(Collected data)
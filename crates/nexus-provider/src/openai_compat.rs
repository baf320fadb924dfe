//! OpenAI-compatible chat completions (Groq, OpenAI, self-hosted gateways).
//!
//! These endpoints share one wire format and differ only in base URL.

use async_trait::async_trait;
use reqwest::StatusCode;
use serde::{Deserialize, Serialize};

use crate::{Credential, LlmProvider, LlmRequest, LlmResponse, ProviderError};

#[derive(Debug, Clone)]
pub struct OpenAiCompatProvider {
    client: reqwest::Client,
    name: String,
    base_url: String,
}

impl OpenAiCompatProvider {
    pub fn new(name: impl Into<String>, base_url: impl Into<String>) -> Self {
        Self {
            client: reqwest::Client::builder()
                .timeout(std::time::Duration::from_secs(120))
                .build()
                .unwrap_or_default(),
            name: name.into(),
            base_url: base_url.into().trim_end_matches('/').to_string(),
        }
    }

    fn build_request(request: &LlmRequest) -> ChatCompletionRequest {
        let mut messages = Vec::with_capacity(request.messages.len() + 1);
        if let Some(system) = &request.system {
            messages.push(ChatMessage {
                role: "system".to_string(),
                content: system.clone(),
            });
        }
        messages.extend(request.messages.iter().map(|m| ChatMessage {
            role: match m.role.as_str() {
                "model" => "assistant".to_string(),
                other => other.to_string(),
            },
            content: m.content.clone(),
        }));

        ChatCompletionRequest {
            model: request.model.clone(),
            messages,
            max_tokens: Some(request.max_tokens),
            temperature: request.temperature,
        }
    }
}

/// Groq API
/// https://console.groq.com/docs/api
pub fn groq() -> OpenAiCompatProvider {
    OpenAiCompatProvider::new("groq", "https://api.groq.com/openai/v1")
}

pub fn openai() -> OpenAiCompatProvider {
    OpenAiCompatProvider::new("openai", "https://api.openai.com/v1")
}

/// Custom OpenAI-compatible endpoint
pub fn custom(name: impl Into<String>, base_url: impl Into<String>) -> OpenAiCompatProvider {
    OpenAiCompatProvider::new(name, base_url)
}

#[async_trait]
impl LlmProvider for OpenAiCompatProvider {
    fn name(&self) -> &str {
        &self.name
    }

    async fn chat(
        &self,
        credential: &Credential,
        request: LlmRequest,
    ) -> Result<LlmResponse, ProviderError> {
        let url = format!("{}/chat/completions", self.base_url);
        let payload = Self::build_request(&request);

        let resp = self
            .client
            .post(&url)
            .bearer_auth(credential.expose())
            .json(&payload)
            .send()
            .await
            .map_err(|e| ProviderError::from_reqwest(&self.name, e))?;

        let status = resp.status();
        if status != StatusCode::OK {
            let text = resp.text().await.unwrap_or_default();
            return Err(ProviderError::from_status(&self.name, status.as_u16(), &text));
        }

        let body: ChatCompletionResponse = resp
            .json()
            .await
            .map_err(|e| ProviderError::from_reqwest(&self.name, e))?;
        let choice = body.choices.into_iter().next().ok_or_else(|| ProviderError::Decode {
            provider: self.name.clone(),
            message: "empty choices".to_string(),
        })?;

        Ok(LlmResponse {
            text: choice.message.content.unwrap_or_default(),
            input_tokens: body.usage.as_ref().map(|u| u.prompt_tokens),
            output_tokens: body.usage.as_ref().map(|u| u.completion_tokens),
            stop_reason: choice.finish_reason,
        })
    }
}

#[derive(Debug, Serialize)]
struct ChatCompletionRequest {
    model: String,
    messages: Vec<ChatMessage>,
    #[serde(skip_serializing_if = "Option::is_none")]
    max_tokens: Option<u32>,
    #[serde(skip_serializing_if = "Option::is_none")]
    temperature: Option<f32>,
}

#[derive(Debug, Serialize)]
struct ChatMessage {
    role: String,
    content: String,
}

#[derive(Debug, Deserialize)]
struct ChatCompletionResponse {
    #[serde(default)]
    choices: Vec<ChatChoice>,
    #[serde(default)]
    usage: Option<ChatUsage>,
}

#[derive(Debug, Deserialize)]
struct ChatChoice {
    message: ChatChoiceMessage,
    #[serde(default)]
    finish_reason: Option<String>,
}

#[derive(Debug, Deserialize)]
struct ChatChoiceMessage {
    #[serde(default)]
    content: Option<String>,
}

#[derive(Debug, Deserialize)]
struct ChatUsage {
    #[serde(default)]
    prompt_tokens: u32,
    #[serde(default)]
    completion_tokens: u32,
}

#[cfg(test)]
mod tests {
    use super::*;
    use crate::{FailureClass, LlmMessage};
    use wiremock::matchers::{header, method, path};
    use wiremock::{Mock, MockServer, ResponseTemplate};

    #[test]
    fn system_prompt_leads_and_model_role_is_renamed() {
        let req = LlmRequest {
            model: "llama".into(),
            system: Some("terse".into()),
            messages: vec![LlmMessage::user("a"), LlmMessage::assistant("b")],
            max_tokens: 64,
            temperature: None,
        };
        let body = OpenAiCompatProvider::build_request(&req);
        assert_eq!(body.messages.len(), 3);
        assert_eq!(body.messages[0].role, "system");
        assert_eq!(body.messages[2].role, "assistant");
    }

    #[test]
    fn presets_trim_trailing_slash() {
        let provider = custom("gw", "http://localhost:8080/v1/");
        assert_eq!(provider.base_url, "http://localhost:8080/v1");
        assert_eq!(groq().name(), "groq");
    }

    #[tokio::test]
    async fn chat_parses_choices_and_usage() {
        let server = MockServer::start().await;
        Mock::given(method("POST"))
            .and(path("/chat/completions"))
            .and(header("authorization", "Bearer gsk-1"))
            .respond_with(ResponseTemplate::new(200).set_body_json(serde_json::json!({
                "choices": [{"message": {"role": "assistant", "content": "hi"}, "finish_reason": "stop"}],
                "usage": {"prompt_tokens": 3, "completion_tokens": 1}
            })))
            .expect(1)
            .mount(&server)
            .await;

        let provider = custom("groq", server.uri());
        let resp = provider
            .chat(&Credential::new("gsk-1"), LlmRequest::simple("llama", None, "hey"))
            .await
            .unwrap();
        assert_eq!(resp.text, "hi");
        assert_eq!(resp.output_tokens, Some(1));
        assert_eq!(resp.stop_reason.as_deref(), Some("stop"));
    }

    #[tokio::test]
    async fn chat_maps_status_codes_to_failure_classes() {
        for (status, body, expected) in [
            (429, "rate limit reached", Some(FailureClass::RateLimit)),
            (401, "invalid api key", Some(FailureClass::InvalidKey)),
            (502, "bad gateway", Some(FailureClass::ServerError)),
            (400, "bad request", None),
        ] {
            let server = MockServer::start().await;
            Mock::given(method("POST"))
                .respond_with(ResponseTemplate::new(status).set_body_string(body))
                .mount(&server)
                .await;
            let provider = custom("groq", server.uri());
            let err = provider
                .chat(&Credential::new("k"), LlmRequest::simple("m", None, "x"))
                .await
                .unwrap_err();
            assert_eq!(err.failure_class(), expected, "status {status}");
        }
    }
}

#### [WHAT THIS TASK INVOLVES]
All that belongs in the answer is an exact copy of the lines from the start of the records above through the line with "let mut messages".

#### [WRITTEN RESPONSE]
filename crates/nexus-provider/src/openai_compat.rs
repository baf320fadb924dfe
//! OpenAI-compatible chat completions (Groq, OpenAI, self-hosted gateways).
//!
//! These endpoints share one wire format and differ only in base URL.

use async_trait::async_trait;
use reqwest::StatusCode;
use serde::{Deserialize, Serialize};

use crate::{Credential, LlmProvider, LlmRequest, LlmResponse, ProviderError};

#[derive(Debug, Clone)]
pub struct OpenAiCompatProvider {
    client: reqwest::Client,
    name: String,
    base_url: String,
}

impl OpenAiCompatProvider {
    pub fn new(name: impl Into<String>, base_url: impl Into<String>) -> Self {
        Self {
            client: reqwest::Client::builder()
                .timeout(std::time::Duration::from_secs(120))
                .build()
                .unwrap_or_default(),
            name: name.into(),
            base_url: base_url.into().trim_end_matches('/').to_string(),
        }
    }

    fn build_request(request: &LlmRequest) -> ChatCompletionRequest {
        let mut messages = Vec::with_capacity(request.messages.len() + 1);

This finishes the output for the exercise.